Material provided:
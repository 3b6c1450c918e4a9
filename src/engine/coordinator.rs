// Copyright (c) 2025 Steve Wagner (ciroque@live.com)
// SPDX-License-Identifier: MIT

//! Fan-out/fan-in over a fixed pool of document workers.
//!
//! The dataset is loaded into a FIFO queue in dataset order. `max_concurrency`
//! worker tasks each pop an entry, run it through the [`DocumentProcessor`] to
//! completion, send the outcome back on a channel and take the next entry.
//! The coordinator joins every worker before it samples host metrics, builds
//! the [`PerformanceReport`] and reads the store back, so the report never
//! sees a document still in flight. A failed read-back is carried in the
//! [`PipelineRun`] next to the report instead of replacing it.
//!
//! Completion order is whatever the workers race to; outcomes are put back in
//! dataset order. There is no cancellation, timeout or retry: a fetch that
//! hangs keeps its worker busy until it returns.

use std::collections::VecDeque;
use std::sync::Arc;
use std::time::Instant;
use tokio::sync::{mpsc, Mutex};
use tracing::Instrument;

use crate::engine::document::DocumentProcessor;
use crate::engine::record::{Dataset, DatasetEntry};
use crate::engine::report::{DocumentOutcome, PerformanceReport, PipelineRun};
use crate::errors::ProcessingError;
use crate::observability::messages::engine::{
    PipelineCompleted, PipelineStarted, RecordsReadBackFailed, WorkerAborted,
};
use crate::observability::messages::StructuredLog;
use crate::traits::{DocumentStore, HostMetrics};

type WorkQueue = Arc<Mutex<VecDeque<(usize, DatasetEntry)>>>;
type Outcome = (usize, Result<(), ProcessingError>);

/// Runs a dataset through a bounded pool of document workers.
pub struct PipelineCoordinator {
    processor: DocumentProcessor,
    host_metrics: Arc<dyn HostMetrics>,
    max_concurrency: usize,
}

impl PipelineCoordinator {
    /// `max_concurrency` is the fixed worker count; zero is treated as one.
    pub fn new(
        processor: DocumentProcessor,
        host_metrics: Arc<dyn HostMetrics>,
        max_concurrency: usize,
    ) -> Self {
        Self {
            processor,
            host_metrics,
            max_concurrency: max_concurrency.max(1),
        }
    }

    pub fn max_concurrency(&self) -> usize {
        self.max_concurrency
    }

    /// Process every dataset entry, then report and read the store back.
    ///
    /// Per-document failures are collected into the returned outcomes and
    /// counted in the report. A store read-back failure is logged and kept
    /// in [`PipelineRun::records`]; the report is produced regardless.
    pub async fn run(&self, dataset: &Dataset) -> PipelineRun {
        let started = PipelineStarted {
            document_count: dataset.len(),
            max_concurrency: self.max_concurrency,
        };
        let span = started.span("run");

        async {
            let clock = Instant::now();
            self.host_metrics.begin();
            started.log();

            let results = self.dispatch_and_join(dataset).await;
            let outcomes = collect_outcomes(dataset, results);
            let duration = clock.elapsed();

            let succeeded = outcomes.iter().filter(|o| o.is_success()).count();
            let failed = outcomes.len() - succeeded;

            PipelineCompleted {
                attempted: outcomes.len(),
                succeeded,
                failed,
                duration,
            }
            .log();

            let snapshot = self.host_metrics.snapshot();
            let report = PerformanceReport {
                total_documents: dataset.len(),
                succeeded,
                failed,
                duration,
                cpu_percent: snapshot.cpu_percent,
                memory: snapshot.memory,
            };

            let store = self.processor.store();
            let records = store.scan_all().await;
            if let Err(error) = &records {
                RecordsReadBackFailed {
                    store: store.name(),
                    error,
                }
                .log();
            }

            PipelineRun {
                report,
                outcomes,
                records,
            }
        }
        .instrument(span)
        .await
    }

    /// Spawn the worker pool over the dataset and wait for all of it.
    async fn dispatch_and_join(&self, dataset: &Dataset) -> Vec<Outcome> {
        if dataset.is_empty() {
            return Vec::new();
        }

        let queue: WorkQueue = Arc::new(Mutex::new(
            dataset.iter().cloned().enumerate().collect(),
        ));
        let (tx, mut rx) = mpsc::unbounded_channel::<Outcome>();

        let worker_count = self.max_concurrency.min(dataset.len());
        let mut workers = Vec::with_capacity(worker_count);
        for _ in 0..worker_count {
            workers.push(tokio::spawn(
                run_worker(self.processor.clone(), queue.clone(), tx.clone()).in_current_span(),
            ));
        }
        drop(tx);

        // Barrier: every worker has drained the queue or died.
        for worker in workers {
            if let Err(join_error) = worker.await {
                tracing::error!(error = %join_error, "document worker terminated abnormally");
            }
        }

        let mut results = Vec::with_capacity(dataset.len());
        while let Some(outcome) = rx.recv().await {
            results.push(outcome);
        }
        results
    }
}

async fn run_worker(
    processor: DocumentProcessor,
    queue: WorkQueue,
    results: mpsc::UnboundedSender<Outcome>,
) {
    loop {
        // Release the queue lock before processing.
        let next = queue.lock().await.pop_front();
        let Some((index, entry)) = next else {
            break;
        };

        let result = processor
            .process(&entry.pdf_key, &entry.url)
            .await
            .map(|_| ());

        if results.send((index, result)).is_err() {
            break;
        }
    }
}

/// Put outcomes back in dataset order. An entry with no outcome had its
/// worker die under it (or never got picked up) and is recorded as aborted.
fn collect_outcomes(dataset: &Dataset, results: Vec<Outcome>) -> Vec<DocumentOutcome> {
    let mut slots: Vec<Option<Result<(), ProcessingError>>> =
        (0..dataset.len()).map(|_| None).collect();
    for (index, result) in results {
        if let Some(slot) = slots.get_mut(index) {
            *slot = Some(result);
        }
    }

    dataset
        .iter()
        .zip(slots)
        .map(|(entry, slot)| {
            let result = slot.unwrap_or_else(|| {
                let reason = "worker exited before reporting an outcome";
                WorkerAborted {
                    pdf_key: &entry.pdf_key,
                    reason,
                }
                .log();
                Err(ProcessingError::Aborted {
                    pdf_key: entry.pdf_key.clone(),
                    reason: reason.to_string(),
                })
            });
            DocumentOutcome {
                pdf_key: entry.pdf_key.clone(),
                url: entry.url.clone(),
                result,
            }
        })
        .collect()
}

Task item:
Every record, word for word, must be returned.

Response for this exercise:
repository 3b6c1450c918e4a9
filename src/engine/coordinator.rs
// Copyright (c) 2025 Steve Wagner (ciroque@live.com)
// SPDX-License-Identifier: MIT

//! Fan-out/fan-in over a fixed pool of document workers.
//!
//! The dataset is loaded into a FIFO queue in dataset order. `max_concurrency`
//! worker tasks each pop an entry, run it through the [`DocumentProcessor`] to
//! completion, send the outcome back on a channel and take the next entry.
//! The coordinator joins every worker before it samples host metrics, builds
//! the [`PerformanceReport`] and reads the store back, so the report never
//! sees a document still in flight. A failed read-back is carried in the
//! [`PipelineRun`] next to the report instead of replacing it.
//!
//! Completion order is whatever the workers race to; outcomes are put back in
//! dataset order. There is no cancellation, timeout or retry: a fetch that
//! hangs keeps its worker busy until it returns.

use std::collections::VecDeque;
use std::sync::Arc;
use std::time::Instant;
use tokio::sync::{mpsc, Mutex};
use tracing::Instrument;

use crate::engine::document::DocumentProcessor;
use crate::engine::record::{Dataset, DatasetEntry};
use crate::engine::report::{DocumentOutcome, PerformanceReport, PipelineRun};
use crate::errors::ProcessingError;
use crate::observability::messages::engine::{
    PipelineCompleted, PipelineStarted, RecordsReadBackFailed, WorkerAborted,
};
use crate::observability::messages::StructuredLog;
use crate::traits::{DocumentStore, HostMetrics};

type WorkQueue = Arc<Mutex<VecDeque<(usize, DatasetEntry)>>>;
type Outcome = (usize, Result<(), ProcessingError>);

/// Runs a dataset through a bounded pool of document workers.
pub struct PipelineCoordinator {
    processor: DocumentProcessor,
    host_metrics: Arc<dyn HostMetrics>,
    max_concurrency: usize,
}

impl PipelineCoordinator {
    /// `max_concurrency` is the fixed worker count; zero is treated as one.
    pub fn new(
        processor: DocumentProcessor,
        host_metrics: Arc<dyn HostMetrics>,
        max_concurrency: usize,
    ) -> Self {
        Self {
            processor,
            host_metrics,
            max_concurrency: max_concurrency.max(1),
        }
    }

    pub fn max_concurrency(&self) -> usize {
        self.max_concurrency
    }

    /// Process every dataset entry, then report and read the store back.
    ///
    /// Per-document failures are collected into the returned outcomes and
    /// counted in the report. A store read-back failure is logged and kept
    /// in [`PipelineRun::records`]; the report is produced regardless.
    pub async fn run(&self, dataset: &Dataset) -> PipelineRun {
        let started = PipelineStarted {
            document_count: dataset.len(),
            max_concurrency: self.max_concurrency,
        };
        let span = started.span("run");

        async {
            let clock = Instant::now();
            self.host_metrics.begin();
            started.log();

            let results = self.dispatch_and_join(dataset).await;
            let outcomes = collect_outcomes(dataset, results);
            let duration = clock.elapsed();

            let succeeded = outcomes.iter().filter(|o| o.is_success()).count();
            let failed = outcomes.len() - succeeded;

            PipelineCompleted {
                attempted: outcomes.len(),
                succeeded,
                failed,
                duration,
            }
            .log();

            let snapshot = self.host_metrics.snapshot();
            let report = PerformanceReport {
                total_documents: dataset.len(),
                succeeded,
                failed,
                duration,
                cpu_percent: snapshot.cpu_percent,
                memory: snapshot.memory,
            };

            let store = self.processor.store();
            let records = store.scan_all().await;
            if let Err(error) = &records {
                RecordsReadBackFailed {
                    store: store.name(),
                    error,
                }
                .log();
            }

            PipelineRun {
                report,
                outcomes,
                records,
            }
        }
        .instrument(span)
        .await
    }

    /// Spawn the worker pool over the dataset and wait for all of it.
    async fn dispatch_and_join(&self, dataset: &Dataset) -> Vec<Outcome> {
        if dataset.is_empty() {
            return Vec::new();
        }

        let queue: WorkQueue = Arc::new(Mutex::new(
            dataset.iter().cloned().enumerate().collect(),
        ));
        let (tx, mut rx) = mpsc::unbounded_channel::<Outcome>();

        let worker_count = self.max_concurrency.min(dataset.len());
        let mut workers = Vec::with_capacity(worker_count);
        for _ in 0..worker_count {
            workers.push(tokio::spawn(
                run_worker(self.processor.clone(), queue.clone(), tx.clone()).in_current_span(),
            ));
        }
        drop(tx);

        // Barrier: every worker has drained the queue or died.
        for worker in workers {
            if let Err(join_error) = worker.await {
                tracing::error!(error = %join_error, "document worker terminated abnormally");
            }
        }

        let mut results = Vec::with_capacity(dataset.len());
        while let Some(outcome) = rx.recv().await {
            results.push(outcome);
        }
        results
    }
}

async fn run_worker(
    processor: DocumentProcessor,
    queue: WorkQueue,
    results: mpsc::UnboundedSender<Outcome>,
) {
    loop {
        // Release the queue lock before processing.
        let next = queue.lock().await.pop_front();
        let Some((index, entry)) = next else {
            break;
        };

        let result = processor
            .process(&entry.pdf_key, &entry.url)
            .await
            .map(|_| ());

        if results.send((index, result)).is_err() {
            break;
        }
    }
}

/// Put outcomes back in dataset order. An entry with no outcome had its
/// worker die under it (or never got picked up) and is recorded as aborted.
fn collect_outcomes(dataset: &Dataset, results: Vec<Outcome>) -> Vec<DocumentOutcome> {
    let mut slots: Vec<Option<Result<(), ProcessingError>>> =
        (0..dataset.len()).map(|_| None).collect();
    for (index, result) in results {
        if let Some(slot) = slots.get_mut(index) {
            *slot = Some(result);
        }
    }

    dataset
        .iter()
        .zip(slots)
        .map(|(entry, slot)| {
            let result = slot.unwrap_or_else(|| {
                let reason = "worker exited before reporting an outcome";
                WorkerAborted {
                    pdf_key: &entry.pdf_key,
                    reason,
                }
                .log();
                Err(ProcessingError::Aborted {
                    pdf_key: entry.pdf_key.clone(),
                    reason: reason.to_string(),
                })
            });
            DocumentOutcome {
                pdf_key: entry.pdf_key.clone(),
                url: entry.url.clone(),
                result,
            }
        })
        .collect()
}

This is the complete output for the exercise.